Tragically, both my parents died of alcoholism-related diseases within two years of one another. As the oldest, I was suddenly in charge of not only managing their estates, but also taking care of my two younger siblings. At the age of twenty-two, I became the sole guardian of my sixteen-year-old sister, which was an unbelievable amount of responsibility to be handed to a young adult.
I didn’t have a typical young adulthood with the safety net of family to learn skills from and fall back on. Failure wasn’t an option. I was “adulting” long before “adulting” was a common meme among millennials. I became self-reliant and was praised for my maturity and “having it all together.” My “can do it” attitude meant that I also excelled in my career.
I was resilient.
But this came at a cost. For instance, I didn’t get to have spring breaks and learn how to “unplug” and turn off. Most of my breaks during school were spent working to support myself financially. I didn’t learn the value of finding balance with my time and my boundaries. I struggled to understand and pay attention to my own needs for support and protection from others or learn when recharging and taking a break would make sense.
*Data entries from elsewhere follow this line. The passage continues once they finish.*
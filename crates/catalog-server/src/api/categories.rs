use axum::{
    extract::{rejection::JsonRejection, Path, State},
    http::StatusCode,
    Extension, Json,
};
use catalog_core::{Category, CategoryDraft};

use crate::middleware::RequestId;

use super::{map_db_error, parse_id, ApiError, ApiResponse, AppState};

fn read_draft(
    rid: &str,
    body: Result<Json<CategoryDraft>, JsonRejection>,
) -> Result<CategoryDraft, ApiError> {
    let Json(draft) = body.map_err(|e| ApiError::validation(rid, e.body_text()))?;
    let draft = draft.normalized();
    if draft.name.is_empty() {
        return Err(ApiError::validation(rid, "name must not be empty"));
    }
    Ok(draft)
}

/// GET /api/categories
pub(in crate::api) async fn list_categories(
    State(state): State<AppState>,
    Extension(req_id): Extension<RequestId>,
) -> Result<Json<ApiResponse<Vec<Category>>>, ApiError> {
    let categories = catalog_db::list_categories(&state.pool)
        .await
        .map_err(|e| map_db_error(&req_id.0, &e, "category"))?;
    Ok(ApiResponse::wrap(req_id.0, categories))
}

/// GET /api/categories/{id}
pub(in crate::api) async fn get_category(
    State(state): State<AppState>,
    Extension(req_id): Extension<RequestId>,
    Path(id): Path<String>,
) -> Result<Json<ApiResponse<Category>>, ApiError> {
    let id = parse_id(&req_id.0, &id, "category")?;
    let category = catalog_db::get_category(&state.pool, id)
        .await
        .map_err(|e| map_db_error(&req_id.0, &e, "category"))?;
    Ok(ApiResponse::wrap(req_id.0, category))
}

/// POST /api/categories
pub(in crate::api) async fn create_category(
    State(state): State<AppState>,
    Extension(req_id): Extension<RequestId>,
    body: Result<Json<CategoryDraft>, JsonRejection>,
) -> Result<(StatusCode, Json<ApiResponse<Category>>), ApiError> {
    let draft = read_draft(&req_id.0, body)?;
    let category = catalog_db::create_category(&state.pool, draft)
        .await
        .map_err(|e| map_db_error(&req_id.0, &e, "category"))?;

    tracing::info!(category = %category.name, "category created");
    Ok((StatusCode::CREATED, ApiResponse::wrap(req_id.0, category)))
}

/// PUT /api/categories/{id}: Refused while products use a name or
/// subcategory the update would remove.
pub(in crate::api) async fn update_category(
    State(state): State<AppState>,
    Extension(req_id): Extension<RequestId>,
    Path(id): Path<String>,
    body: Result<Json<CategoryDraft>, JsonRejection>,
) -> Result<Json<ApiResponse<Category>>, ApiError> {
    let id = parse_id(&req_id.0, &id, "category")?;
    let draft = read_draft(&req_id.0, body)?;
    let category = catalog_db::update_category(&state.pool, id, draft)
        .await
        .map_err(|e| map_db_error(&req_id.0, &e, "category"))?;
    Ok(ApiResponse::wrap(req_id.0, category))
}

/// DELETE /api/categories/{id}: Refused while any product references it.
pub(in crate::api) async fn delete_category(
    State(state): State<AppState>,
    Extension(req_id): Extension<RequestId>,
    Path(id): Path<String>,
) -> Result<StatusCode, ApiError> {
    let id = parse_id(&req_id.0, &id, "category")?;
    catalog_db::delete_category(&state.pool, id)
        .await
        .map_err(|e| map_db_error(&req_id.0, &e, "category"))?;
    Ok(StatusCode::NO_CONTENT)
}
I had a belief that I have to work hard, and keep working hard in order to be worth something. Eventually, through self reflection, I made this link between my incessant need for busyness and achievement and how it was the only thing fueling my self-worth. It was mostly driven by my imposter syndrome – a belief that despite outward success I didn’t deserve it or it didn’t really mean anything.
It’s no wonder I struggled with anxiety and depression throughout my teens and 20s. It’s also no wonder that I moved through a career path and career ladder simply because of the circumstances I found myself in, not because it was the path that I designed or dreamed for myself.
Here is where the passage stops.